◆ Try it ◆
Check every line below for the word "Initialize" and copy the ones that have it.

(Saved entries)
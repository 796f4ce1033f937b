//! Return Merchandise Authorization workflow.
//!
//! - [`builder`]: drafting a return order from a sales order (or directly for a customer)
//! - [`tracker`]: per-item replacement/refund lifecycle after commit
//! - [`repository`]: storage port for committed orders and their audit trail
//! - [`query`]: search and summaries over committed orders

pub mod builder;
pub mod disposition;
pub mod event;
pub mod order;
pub mod query;
pub mod repository;
pub mod tracker;

#[cfg(test)]
mod testing;

pub use builder::{DraftPolicy, ItemCapture, ReturnOrderBuilder, ReturnOrderDraft};
pub use disposition::{
    Disposition, DispositionType, RefundDisposition, RefundMethod, ReplacementDisposition, ReplacementStatus,
};
pub use event::{
    AGGREGATE_TYPE, DispositionReassigned, RefundRecorded, ReplacementCompleted, ReplacementProcessing,
    ReturnOrderCommitted, ReturnOrderEvent,
};
pub use order::{EvidenceRef, ReturnLineItem, ReturnOrder, ReturnOrderStatus};
pub use query::{ClassificationFilter, ReturnOrderQueryService, StatusSummary};
pub use repository::{BuildWithId, ReturnOrderFilter, ReturnOrderRepository};
pub use tracker::DispositionTracker;
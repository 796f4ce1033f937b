//! Configuration loading and representation.

use anyhow::{Context, bail};

use storefront_returns::DraftPolicy;

/// Last return order id issued by a previous system; the counter continues after it.
pub const ID_SEED_VAR: &str = "STOREFRONT_RMA_ID_SEED";
/// Evidence attachments allowed per returned item.
pub const MAX_EVIDENCE_VAR: &str = "STOREFRONT_RMA_MAX_EVIDENCE";

#[derive(Debug, Clone, Copy, PartialEq, Eq)]
pub struct RmaConfig {
    pub id_seed: u64,
    pub max_evidence_per_item: usize,
}

impl Default for RmaConfig {
    fn default() -> Self {
        Self {
            id_seed: 0,
            max_evidence_per_item: DraftPolicy::default().max_evidence_per_item,
        }
    }
}

impl RmaConfig {
    pub fn from_env() -> anyhow::Result<Self> {
        Self::from_lookup(|key| std::env::var(key).ok())
    }

    /// Build from an arbitrary key lookup. Missing keys take their defaults.
    pub fn from_lookup(lookup: impl Fn(&str) -> Option<String>) -> anyhow::Result<Self> {
        let mut config = Self::default();

        if let Some(raw) = lookup(ID_SEED_VAR) {
            config.id_seed = raw
                .trim()
                .parse()
                .with_context(|| format!("{ID_SEED_VAR} must be a non-negative integer, got '{raw}'"))?;
        }

        if let Some(raw) = lookup(MAX_EVIDENCE_VAR) {
            let max: usize = raw
                .trim()
                .parse()
                .with_context(|| format!("{MAX_EVIDENCE_VAR} must be a positive integer, got '{raw}'"))?;
            if max == 0 {
                bail!("{MAX_EVIDENCE_VAR} must be at least 1");
            }
            config.max_evidence_per_item = max;
        }

        tracing::debug!(
            id_seed = config.id_seed,
            max_evidence_per_item = config.max_evidence_per_item,
            "rma config loaded"
        );
        Ok(config)
    }

    pub fn draft_policy(&self) -> DraftPolicy {
        DraftPolicy {
            max_evidence_per_item: self.max_evidence_per_item,
        }
    }
}
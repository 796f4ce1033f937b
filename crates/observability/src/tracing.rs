//! Tracing/logging initialization.
//!
//! Filtering comes from `RUST_LOG` (default `info`). Output is JSON unless
//! `STOREFRONT_LOG_FORMAT=pretty`.

use tracing_subscriber::EnvFilter;

/// Environment variable selecting the log output format.
pub const LOG_FORMAT_VAR: &str = "STOREFRONT_LOG_FORMAT";

#[derive(Debug, Clone, Copy, Default, PartialEq, Eq)]
pub enum LogFormat {
    /// One JSON object per line.
    #[default]
    Json,
    /// Human-readable, for local runs.
    Pretty,
}

impl LogFormat {
    /// Unknown values fall back to JSON.
    pub fn parse(value: &str) -> Self {
        match value.trim().to_ascii_lowercase().as_str() {
            "pretty" | "text" => LogFormat::Pretty,
            _ => LogFormat::Json,
        }
    }

    pub fn from_env() -> Self {
        std::env::var(LOG_FORMAT_VAR)
            .map(|v| Self::parse(&v))
            .unwrap_or_default()
    }
}

/// Initialize tracing/logging for the process.
///
/// Safe to call multiple times (subsequent calls are no-ops).
pub fn init() {
    init_with(LogFormat::from_env());
}

pub fn init_with(format: LogFormat) {
    let filter = EnvFilter::try_from_default_env().unwrap_or_else(|_| EnvFilter::new("info"));

    let builder = tracing_subscriber::fmt()
        .with_env_filter(filter)
        .with_timer(tracing_subscriber::fmt::time::SystemTime)
        .with_target(false);

    let _ = match format {
        LogFormat::Json => builder.json().try_init(),
        LogFormat::Pretty => builder.pretty().try_init(),
    };
}
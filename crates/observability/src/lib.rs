//! Tracing/logging setup shared by every storefront binary and test harness.

/// Initialize process-wide observability (tracing/logging).
///
/// This is safe to call multiple times; subsequent calls become no-ops.
pub fn init() {
    tracing::init();
}

/// Tracing configuration (filters, output format).
pub mod tracing;

pub use tracing::LogFormat;
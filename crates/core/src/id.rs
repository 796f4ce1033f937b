//! Strongly-typed identifiers used across the domain.

use core::str::FromStr;
use serde::{Deserialize, Serialize};
use uuid::Uuid;

use crate::error::DomainError;

/// Identifier of a customer record.
#[derive(Debug, Copy, Clone, PartialEq, Eq, Hash, PartialOrd, Ord, Serialize, Deserialize)]
#[serde(transparent)]
pub struct CustomerId(u64);

/// Identifier of a sales order, displayed as `#SO<n>`.
#[derive(Debug, Copy, Clone, PartialEq, Eq, Hash, PartialOrd, Ord, Serialize, Deserialize)]
#[serde(into = "String", try_from = "String")]
pub struct SalesOrderId(u64);

/// Identifier of a committed return order, displayed as `#RO<nnn>`.
///
/// The numeric part is the position in the repository's monotonic counter, so
/// ordering ids orders return orders by commit time.
#[derive(Debug, Copy, Clone, PartialEq, Eq, Hash, PartialOrd, Ord, Serialize, Deserialize)]
#[serde(into = "String", try_from = "String")]
pub struct ReturnOrderId(u64);

/// Identifier of a line item within its order (sales or return).
#[derive(Debug, Copy, Clone, PartialEq, Eq, Hash, PartialOrd, Ord, Serialize, Deserialize)]
#[serde(transparent)]
pub struct LineItemId(u32);

/// Identifier of a disposition sub-record (replacement or refund).
#[derive(Debug, Copy, Clone, PartialEq, Eq, Hash, Serialize, Deserialize)]
#[serde(transparent)]
pub struct DispositionId(Uuid);

impl CustomerId {
    pub fn new(value: u64) -> Self {
        Self(value)
    }

    pub fn value(&self) -> u64 {
        self.0
    }
}

impl core::fmt::Display for CustomerId {
    fn fmt(&self, f: &mut core::fmt::Formatter<'_>) -> core::fmt::Result {
        core::fmt::Display::fmt(&self.0, f)
    }
}

impl LineItemId {
    pub fn new(value: u32) -> Self {
        Self(value)
    }

    pub fn value(&self) -> u32 {
        self.0
    }

    pub fn next(&self) -> Self {
        Self(self.0 + 1)
    }
}

impl core::fmt::Display for LineItemId {
    fn fmt(&self, f: &mut core::fmt::Formatter<'_>) -> core::fmt::Result {
        core::fmt::Display::fmt(&self.0, f)
    }
}

macro_rules! impl_prefixed_id {
    ($t:ty, $prefix:literal, $width:literal, $name:literal) => {
        impl $t {
            pub fn new(value: u64) -> Self {
                Self(value)
            }

            pub fn value(&self) -> u64 {
                self.0
            }
        }

        impl core::fmt::Display for $t {
            fn fmt(&self, f: &mut core::fmt::Formatter<'_>) -> core::fmt::Result {
                write!(f, "#{}{:0width$}", $prefix, self.0, width = $width)
            }
        }

        impl FromStr for $t {
            type Err = DomainError;

            /// Accepts `#XX123`, `XX123` (prefix case-insensitive) or a bare number.
            fn from_str(s: &str) -> Result<Self, Self::Err> {
                let trimmed = s.trim();
                let body = trimmed.strip_prefix('#').unwrap_or(trimmed);
                let digits = match body.get(..$prefix.len()) {
                    Some(head) if head.eq_ignore_ascii_case($prefix) => &body[$prefix.len()..],
                    _ => body,
                };
                let value = digits
                    .parse::<u64>()
                    .map_err(|e| DomainError::invalid_id(format!("{}: '{}': {}", $name, s, e)))?;
                Ok(Self(value))
            }
        }

        impl From<$t> for String {
            fn from(value: $t) -> Self {
                value.to_string()
            }
        }

        impl TryFrom<String> for $t {
            type Error = DomainError;

            fn try_from(value: String) -> Result<Self, Self::Error> {
                value.parse()
            }
        }
    };
}

impl_prefixed_id!(SalesOrderId, "SO", 1, "SalesOrderId");
impl_prefixed_id!(ReturnOrderId, "RO", 3, "ReturnOrderId");

impl DispositionId {
    /// Create a new identifier.
    ///
    /// Uses UUIDv7 (time-ordered). Prefer passing IDs explicitly in tests
    /// for determinism.
    pub fn new() -> Self {
        Self(Uuid::now_v7())
    }

    pub fn from_uuid(uuid: Uuid) -> Self {
        Self(uuid)
    }

    pub fn as_uuid(&self) -> &Uuid {
        &self.0
    }
}

impl Default for DispositionId {
    fn default() -> Self {
        Self::new()
    }
}

impl core::fmt::Display for DispositionId {
    fn fmt(&self, f: &mut core::fmt::Formatter<'_>) -> core::fmt::Result {
        core::fmt::Display::fmt(&self.0, f)
    }
}

impl FromStr for DispositionId {
    type Err = DomainError;

    fn from_str(s: &str) -> Result<Self, Self::Err> {
        let uuid = Uuid::from_str(s)
            .map_err(|e| DomainError::invalid_id(format!("DispositionId: {e}")))?;
        Ok(Self(uuid))
    }
}
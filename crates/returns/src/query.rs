//! Read side for browsing committed return orders.

use core::str::FromStr;
use std::collections::HashMap;

use serde::Serialize;

use storefront_core::{CustomerId, DomainError, DomainResult, Money, ReturnOrderId};
use storefront_parties::{Classification, CustomerDirectory};

use crate::order::{ReturnOrder, ReturnOrderStatus};
use crate::repository::{ReturnOrderFilter, ReturnOrderRepository};

/// Classification tab of the return list: everything, or one classification.
#[derive(Debug, Clone, Copy, Default, PartialEq, Eq)]
pub enum ClassificationFilter {
    #[default]
    All,
    Only(Classification),
}

impl ClassificationFilter {
    fn as_option(self) -> Option<Classification> {
        match self {
            ClassificationFilter::All => None,
            ClassificationFilter::Only(c) => Some(c),
        }
    }
}

impl FromStr for ClassificationFilter {
    type Err = DomainError;

    fn from_str(s: &str) -> Result<Self, Self::Err> {
        if s.trim().eq_ignore_ascii_case("all") {
            return Ok(ClassificationFilter::All);
        }
        s.parse().map(ClassificationFilter::Only)
    }
}

/// Number of committed orders per derived status.
#[derive(Debug, Clone, Copy, Default, PartialEq, Eq, Serialize)]
pub struct StatusSummary {
    pub pending: usize,
    pub processing: usize,
    pub completed: usize,
}

impl StatusSummary {
    pub fn total(&self) -> usize {
        self.pending + self.processing + self.completed
    }
}

pub struct ReturnOrderQueryService<'a> {
    repository: &'a dyn ReturnOrderRepository,
    customers: &'a dyn CustomerDirectory,
}

impl<'a> ReturnOrderQueryService<'a> {
    pub fn new(repository: &'a dyn ReturnOrderRepository, customers: &'a dyn CustomerDirectory) -> Self {
        Self {
            repository,
            customers,
        }
    }

    /// Case-insensitive substring search over return id, customer name and
    /// sales order id, newest first. Blank text matches every order.
    pub fn search(&self, text: &str, classification: ClassificationFilter) -> DomainResult<Vec<ReturnOrder>> {
        let filter = ReturnOrderFilter {
            classification: classification.as_option(),
            ..ReturnOrderFilter::all()
        };
        let orders = self.repository.find_by(&filter)?;

        let needle = text.trim().to_lowercase();
        if needle.is_empty() {
            return Ok(orders);
        }

        let mut names: HashMap<CustomerId, Option<String>> = HashMap::new();
        let mut matched = Vec::new();
        for order in orders {
            if self.matches(&order, &needle, &mut names)? {
                matched.push(order);
            }
        }
        tracing::debug!(text = %text, hits = matched.len(), "return order search");
        Ok(matched)
    }

    pub fn get(&self, id: ReturnOrderId) -> DomainResult<ReturnOrder> {
        self.repository.get(id)
    }

    pub fn status_summary(&self) -> DomainResult<StatusSummary> {
        let orders = self.repository.find_by(&ReturnOrderFilter::all())?;
        Ok(orders.iter().fold(StatusSummary::default(), |mut acc, order| {
            match order.status() {
                ReturnOrderStatus::Pending => acc.pending += 1,
                ReturnOrderStatus::Processing => acc.processing += 1,
                ReturnOrderStatus::Completed => acc.completed += 1,
            }
            acc
        }))
    }

    pub fn refund_total(&self, id: ReturnOrderId) -> DomainResult<Money> {
        self.repository.get(id)?.refund_total()
    }

    fn matches(
        &self,
        order: &ReturnOrder,
        needle: &str,
        names: &mut HashMap<CustomerId, Option<String>>,
    ) -> DomainResult<bool> {
        if order.id_typed().to_string().to_lowercase().contains(needle) {
            return Ok(true);
        }
        if order
            .sales_order_id()
            .is_some_and(|so| so.to_string().to_lowercase().contains(needle))
        {
            return Ok(true);
        }

        let customer_id = order.customer_id();
        let name = match names.get(&customer_id) {
            Some(name) => name.clone(),
            None => {
                // A customer removed from the directory simply has no name to match.
                let name = match self.customers.get_by_id(customer_id) {
                    Ok(c) => Some(c.name.to_lowercase()),
                    Err(DomainError::NotFound(_)) => None,
                    Err(e) => return Err(e),
                };
                names.insert(customer_id, name.clone());
                name
            }
        };
        Ok(name.is_some_and(|n| n.contains(needle)))
    }
}
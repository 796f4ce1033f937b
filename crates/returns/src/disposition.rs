//! Per-item disposition sub-records and their transitions.
//!
//! A returned line item is resolved either by a replacement unit or by a
//! refund. The two paths carry disjoint data, so they are modelled as variants
//! of [`Disposition`] rather than one record with optional fields.

use core::str::FromStr;

use chrono::NaiveDate;
use serde::{Deserialize, Serialize};

use storefront_core::{DispositionId, DomainError, DomainResult, Money};

/// Which resolution path a line item takes.
#[derive(Debug, Clone, Copy, PartialEq, Eq, Hash, Serialize, Deserialize)]
pub enum DispositionType {
    Replacement,
    Refund,
}

impl core::fmt::Display for DispositionType {
    fn fmt(&self, f: &mut core::fmt::Formatter<'_>) -> core::fmt::Result {
        match self {
            DispositionType::Replacement => f.write_str("Replacement"),
            DispositionType::Refund => f.write_str("Refund"),
        }
    }
}

impl FromStr for DispositionType {
    type Err = DomainError;

    fn from_str(s: &str) -> Result<Self, Self::Err> {
        match s.trim().to_lowercase().as_str() {
            "replacement" => Ok(DispositionType::Replacement),
            "refund" => Ok(DispositionType::Refund),
            other => Err(DomainError::validation(format!(
                "disposition type must be one of: Replacement, Refund (got '{other}')"
            ))),
        }
    }
}

/// Replacement lifecycle. Ordered: a status may only move to a greater one.
#[derive(Debug, Clone, Copy, PartialEq, Eq, PartialOrd, Ord, Hash, Serialize, Deserialize)]
pub enum ReplacementStatus {
    Pending,
    Processing,
    Completed,
}

impl core::fmt::Display for ReplacementStatus {
    fn fmt(&self, f: &mut core::fmt::Formatter<'_>) -> core::fmt::Result {
        let s = match self {
            ReplacementStatus::Pending => "Pending",
            ReplacementStatus::Processing => "Processing",
            ReplacementStatus::Completed => "Completed",
        };
        f.write_str(s)
    }
}

#[derive(Debug, Clone, PartialEq, Eq, Serialize, Deserialize)]
#[serde(rename_all = "camelCase")]
pub struct ReplacementDisposition {
    pub id: DispositionId,
    pub created_date: NaiveDate,
    pub status: ReplacementStatus,
    /// Whether the replacement was a new unit (false: refurbished). Meaningful once Completed.
    pub is_new_unit: bool,
}

impl ReplacementDisposition {
    pub fn new(created_date: NaiveDate) -> Self {
        Self {
            id: DispositionId::new(),
            created_date,
            status: ReplacementStatus::Pending,
            is_new_unit: false,
        }
    }

    /// Move to `Processing`.
    ///
    /// Returns `Ok(false)` when already processing (nothing changed).
    pub fn mark_processing(&mut self) -> DomainResult<bool> {
        match self.status {
            ReplacementStatus::Pending => {
                self.status = ReplacementStatus::Processing;
                Ok(true)
            }
            ReplacementStatus::Processing => Ok(false),
            ReplacementStatus::Completed => Err(DomainError::invalid_transition(
                "replacement is already Completed and cannot return to Processing",
            )),
        }
    }

    /// Move to the terminal `Completed` status, recording the unit kind.
    pub fn mark_completed(&mut self, is_new_unit: bool) -> DomainResult<()> {
        if self.status == ReplacementStatus::Completed {
            return Err(DomainError::invalid_transition("replacement is already Completed"));
        }
        self.status = ReplacementStatus::Completed;
        self.is_new_unit = is_new_unit;
        Ok(())
    }
}

/// Accepted refund payment methods.
#[derive(Debug, Clone, Copy, PartialEq, Eq, Hash, Serialize, Deserialize)]
pub enum RefundMethod {
    Cash,
    #[serde(rename = "Credit Card")]
    CreditCard,
    #[serde(rename = "Bank Transfer")]
    BankTransfer,
    Cheque,
}

impl RefundMethod {
    pub const ALL: [RefundMethod; 4] = [
        RefundMethod::Cash,
        RefundMethod::CreditCard,
        RefundMethod::BankTransfer,
        RefundMethod::Cheque,
    ];

    pub fn as_str(&self) -> &'static str {
        match self {
            RefundMethod::Cash => "Cash",
            RefundMethod::CreditCard => "Credit Card",
            RefundMethod::BankTransfer => "Bank Transfer",
            RefundMethod::Cheque => "Cheque",
        }
    }
}

impl core::fmt::Display for RefundMethod {
    fn fmt(&self, f: &mut core::fmt::Formatter<'_>) -> core::fmt::Result {
        f.write_str(self.as_str())
    }
}

impl FromStr for RefundMethod {
    type Err = DomainError;

    fn from_str(s: &str) -> Result<Self, Self::Err> {
        let wanted = s.trim();
        RefundMethod::ALL
            .into_iter()
            .find(|m| m.as_str().eq_ignore_ascii_case(wanted))
            .ok_or_else(|| {
                DomainError::validation(format!(
                    "refund method must be one of: Cash, Credit Card, Bank Transfer, Cheque (got '{wanted}')"
                ))
            })
    }
}

#[derive(Debug, Clone, PartialEq, Eq, Serialize, Deserialize)]
#[serde(rename_all = "camelCase")]
pub struct RefundDisposition {
    pub id: DispositionId,
    pub created_date: NaiveDate,
    pub amount: Money,
    /// `None` until the refund is recorded.
    pub method: Option<RefundMethod>,
}

impl RefundDisposition {
    /// Zero-amount placeholder created when the return order is committed.
    pub fn placeholder(created_date: NaiveDate) -> Self {
        Self {
            id: DispositionId::new(),
            created_date,
            amount: Money::ZERO,
            method: None,
        }
    }

    /// Set (or edit) the refunded amount and method.
    pub fn record(&mut self, amount: Money, method: RefundMethod) -> DomainResult<()> {
        if amount.is_negative() {
            return Err(DomainError::validation("refund amount cannot be negative"));
        }
        self.amount = amount;
        self.method = Some(method);
        Ok(())
    }

    pub fn is_recorded(&self) -> bool {
        self.method.is_some()
    }
}

/// Disposition sub-record, tagged by type.
///
/// Serialized as `{"dispositionType": "...", "disposition": {...}}`.
#[derive(Debug, Clone, PartialEq, Eq, Serialize, Deserialize)]
#[serde(tag = "dispositionType", content = "disposition")]
pub enum Disposition {
    Replacement(ReplacementDisposition),
    Refund(RefundDisposition),
}

impl Disposition {
    /// Fresh sub-record in the initial status for `ty`.
    pub fn initial(ty: DispositionType, created_date: NaiveDate) -> Self {
        match ty {
            DispositionType::Replacement => Disposition::Replacement(ReplacementDisposition::new(created_date)),
            DispositionType::Refund => Disposition::Refund(RefundDisposition::placeholder(created_date)),
        }
    }

    pub fn disposition_type(&self) -> DispositionType {
        match self {
            Disposition::Replacement(_) => DispositionType::Replacement,
            Disposition::Refund(_) => DispositionType::Refund,
        }
    }

    pub fn id(&self) -> DispositionId {
        match self {
            Disposition::Replacement(r) => r.id,
            Disposition::Refund(r) => r.id,
        }
    }

    /// Nothing has happened since the sub-record was created.
    pub fn is_initial(&self) -> bool {
        match self {
            Disposition::Replacement(r) => r.status == ReplacementStatus::Pending,
            Disposition::Refund(r) => !r.is_recorded(),
        }
    }

    /// No further action is expected on this item.
    pub fn is_settled(&self) -> bool {
        match self {
            Disposition::Replacement(r) => r.status == ReplacementStatus::Completed,
            Disposition::Refund(r) => r.is_recorded(),
        }
    }

    pub fn as_replacement_mut(&mut self) -> DomainResult<&mut ReplacementDisposition> {
        match self {
            Disposition::Replacement(r) => Ok(r),
            Disposition::Refund(_) => Err(DomainError::invalid_transition(
                "line item is routed to Refund, not Replacement",
            )),
        }
    }

    pub fn as_refund_mut(&mut self) -> DomainResult<&mut RefundDisposition> {
        match self {
            Disposition::Refund(r) => Ok(r),
            Disposition::Replacement(_) => Err(DomainError::invalid_transition(
                "line item is routed to Replacement, not Refund",
            )),
        }
    }
}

◆ Response to this task ◆
/// Initialize tracing/logging for the process.
/// Initialize process-wide observability (tracing/logging).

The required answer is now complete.